> _Items from a dataset_:
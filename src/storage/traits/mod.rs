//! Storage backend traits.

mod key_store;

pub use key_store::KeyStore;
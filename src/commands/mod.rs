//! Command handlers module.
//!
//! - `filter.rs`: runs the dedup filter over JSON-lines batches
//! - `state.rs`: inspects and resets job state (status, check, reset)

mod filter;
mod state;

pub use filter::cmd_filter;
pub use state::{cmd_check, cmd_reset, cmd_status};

> _Required work_: Every record should be printed again exactly as it reads.

> _Task output_:
filename src/storage/traits/mod.rs
//! Storage backend traits.

mod key_store;

pub use key_store::KeyStore;
filename src/commands/mod.rs
//! Command handlers module.
//!
//! - `filter.rs`: runs the dedup filter over JSON-lines batches
//! - `state.rs`: inspects and resets job state (status, check, reset)

mod filter;
mod state;

pub use filter::cmd_filter;
pub use state::{cmd_check, cmd_reset, cmd_status};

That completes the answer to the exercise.